Add more vegetables to the meals before and after the more indulgent occasions. A salad of mixed greens, walnuts, cranberries, sprinkled with a crumbly cheese and a light dressing is just one of many ways to incorporate a little of the seasonal spirit into your diet while making sure you’re keeping greens and healthy fats in your diet, and if your lunch break allows for it, these fresh, crisp, late summer days are great for a quick, brisk walk.
While quick lunchtime walks, after dinner strolls, 20 minutes on the treadmill, elliptical, or stationary bike several times a week are probably. not representative of your usual fitness routine, they are better than not moving at all, and even those efforts (or ones like them) will make a difference in both your physical and mental health. Maintaining physical health is often linked with positive mental health aspects and can make a big difference during the holiday season, which many people find lonely or stressful.
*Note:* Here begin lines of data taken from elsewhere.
//! End-to-end test utilities for the Backhaul relay
//!
//! Runs the real session lifecycle against a loopback "relay host" whose public
//! port is a local TCP listener, so tests need no SSH server.

pub mod harness;
pub mod local_service;

pub use harness::{wait_until, TestRelayHost, TestTransport, TestTunnel};
pub use local_service::{ServedConnection, ServiceBehavior, TestLocalService};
We are meant to spend around one third of our lives sleeping and the need for rest does not recede during the holidays. You don’t have to be the first guest to arrive, or the last to leave at every party. Popping in for a quick visit and then saying your thank yous and goodbyes will not only aid in making sure you’re getting enough sleep, but it also compliments two of your best friends: Balance and Moderation. Self-care is as important as ever. Make keeping your schedule as consistent and regular as possible a priority.
Maintaining healthy habits during the holiday season are vital for your overall well-being. Getting enough sleep, maintaining some level of physical fitness, practicing self-care, and choosing healthier options are all foundational practices aimed to set you up for success.
Put your best foot forward by starting your day with these fall-inspired, healthy breakfasts:
Preheat oven to 375 degrees. Thoroughly wash the outside of the squash. Cut in half lengthwise. Clean out seeds, cut ½ of a stick of butter into pats, and divide evenly between the halves of squash. Sprinkle to taste Pumpkin Pie Spice (if you don’t have Pumpkin Pie Spice – nutmeg, cinnamon, clove, ginger, allspice. Add small, equal parts a little at a time, to taste). Set one half of squash on top of the other, wrap loosely with foil. Place on baking sheet and put in oven for about 50 minutes, or until the squash can be scraped out easily with a spoon. Be careful when testing and scooping. The squash will be very hot.
In the morning, add in the spinach, low fat yogurt, a milk (or milk substitute) of your choice, and some protein powder if you prefer. Optional: Top with a small amount of whipped topping and a sprinkle of nutmeg.
In a bowl, break six eggs. Wash, dry, and add a double handful of fresh spinach. Add a splash of milk, and garlic, onion powder, salt and pepper to taste. Whisk together. Pour into muffin tin, until about ¾ full. Topping suggestion: Avocado and halved cherry tomatoes, sprinkled with gouda cheese. Bake 25 – 40 minutes. When a toothpick inserted in the center comes out clean, the muffins are done.